= The Times Science Review =

The Times Science Review, founded in 1951 and discontinued in 1966, was The Times quarterly science review. The magazine started as The Times Review of the Progress of Science, but became better known as The Times Science Review.

In October 2009 The Times started Eureka, a monthly science magazine, and includes the 60-page magazine with The Times on the first Thursday of each month.

The Times Science Review is not on line. It can be accessed in print at the Newspaper Library at Colindale, London under System number: 013904756, starting with The Times Review of the Progress of Science no.'s 1-3 (Aug.1951 - Spring 1952), followed by no.4-60 Summer 1952 - Summer 1966 under Shelfmark: 1952-1966 LON LD2 NPL.

==DNA discovery unreported==
In 1953 both The Times and its new Science Review supplement failed to report on James D. Watson's and Francis Crick's discovery of the structure of DNA. The discovery was made on 28 February 1953 and was announced by Sir Lawrence Bragg, the director of the Cavendish Laboratory where Watson and Crick worked, at the Solvay conference on proteins in Belgium on 8 April 1953. Bragg's announcement went unreported on by the press. Watson and Crick's paper then appeared in Nature magazine on 25 April 1953.
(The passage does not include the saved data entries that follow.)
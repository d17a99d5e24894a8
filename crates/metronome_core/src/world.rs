//! # World
//!
//! Everything a system or state hook can touch: the entity allocator, the
//! resource registry and the state machine. All three observe the same stage
//! registry.

use std::any::type_name;
use std::sync::Arc;

use crate::access::AccessGuard;
use crate::entity::{EntityAllocator, EntityId};
use crate::error::{RegistryKind, RuntimeError, RuntimeResult};
use crate::resource::ResourceRegistry;
use crate::stage::{Stage, StageReader};
use crate::state::{HookKind, StateMachine};
use crate::time::Time;

/// Shared runtime data passed to systems and hooks.
#[derive(Debug)]
pub struct World {
    stages: StageReader,
    entities: Arc<EntityAllocator>,
    resources: ResourceRegistry,
    states: StateMachine,
}

impl World {
    /// Creates an empty world observing `stages`.
    ///
    /// # Errors
    ///
    /// `EntropyUnavailable` if the entity allocator cannot be seeded.
    pub fn new(stages: StageReader) -> RuntimeResult<Self> {
        let entities = EntityAllocator::new(AccessGuard::new(stages.clone()))?;
        Ok(Self::with_entities(stages, entities))
    }

    /// Creates a world around an existing allocator (for example one built
    /// with [`EntityAllocator::resume`]).
    #[must_use]
    pub fn with_entities(stages: StageReader, entities: EntityAllocator) -> Self {
        Self {
            resources: ResourceRegistry::new(AccessGuard::new(stages.clone())),
            states: StateMachine::new(AccessGuard::new(stages.clone())),
            entities: Arc::new(entities),
            stages,
        }
    }

    /// The stage current right now.
    #[inline]
    #[must_use]
    pub fn stage(&self) -> Stage {
        self.stages.current()
    }

    /// Allocates a new entity id.
    ///
    /// # Errors
    ///
    /// `AccessViolation` during Configuring or Exiting.
    #[inline]
    pub fn spawn(&self) -> RuntimeResult<EntityId> {
        self.entities.spawn()
    }

    /// The entity allocator.
    #[must_use]
    pub fn entities(&self) -> &EntityAllocator {
        &self.entities
    }

    /// A shared handle to the allocator, for spawning from worker threads.
    #[must_use]
    pub fn entities_handle(&self) -> Arc<EntityAllocator> {
        Arc::clone(&self.entities)
    }

    /// The resource registry.
    #[must_use]
    pub fn resources(&self) -> &ResourceRegistry {
        &self.resources
    }

    /// The resource registry, mutably.
    pub fn resources_mut(&mut self) -> &mut ResourceRegistry {
        &mut self.resources
    }

    /// The state machine.
    #[must_use]
    pub fn states(&self) -> &StateMachine {
        &self.states
    }

    /// The state machine, mutably.
    pub fn states_mut(&mut self) -> &mut StateMachine {
        &mut self.states
    }

    /// Frame timing, published by the scheduler after boot.
    ///
    /// # Errors
    ///
    /// - `AccessViolation` outside FixedStep/Variable/Rendering
    /// - `NotFound` before boot
    pub fn time(&self) -> RuntimeResult<&Time> {
        self.resources
            .try_get::<Time>()?
            .ok_or_else(|| RuntimeError::not_found(RegistryKind::Resource, type_name::<Time>()))
    }

    /// Applies the pending state transition, if any.
    ///
    /// Runs the outgoing state's exit hook, then the incoming state's enter
    /// hook, then makes the new state current. A failing hook leaves both
    /// `current` and `pending` untouched. Returns whether a transition happened.
    ///
    /// # Errors
    ///
    /// - `AccessViolation` outside [`Stage::Core`]
    /// - `StateHookFailed` wrapping the hook's error
    pub fn apply_state_change(&mut self) -> RuntimeResult<bool> {
        let Some(transition) = self.states.begin_commit()? else {
            return Ok(false);
        };

        if let (Some(from), Some(exit)) = (&transition.from, &transition.exit) {
            exit(self).map_err(|err| hook_failed(from, HookKind::Exit, err))?;
        }
        if let Some(enter) = &transition.enter {
            enter(self).map_err(|err| hook_failed(&transition.to, HookKind::Enter, err))?;
        }

        self.states.finish_commit(transition);
        Ok(true)
    }
}

fn hook_failed(state: &str, hook: HookKind, err: RuntimeError) -> RuntimeError {
    tracing::error!("{} hook of state '{}' failed: {}", hook, state, err);
    RuntimeError::StateHookFailed {
        state: state.to_owned(),
        hook,
        source: Box::new(err),
    }
}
Bragg then discussed the discovery during a talk at Guy's Hospital Medical School in London on Thursday 14 May 1953. This resulted in an article by Ritchie Calder in the News Chronicle of London, on Friday 15 May 1953, entitled "Why You Are You. Nearer Secret of Life." The New York Times reported on it the next day in an article entitled "Form of 'Life Unit' in Cell Is Scanned". The article ran in the Timess early edition, but was pulled to make space for news deemed more important. (The New York Times subsequently ran a longer article on the discovery on 12 June 1953). The Cambridge University undergraduate newspaper Varsity ran a short article on the discovery on 30 May 1953.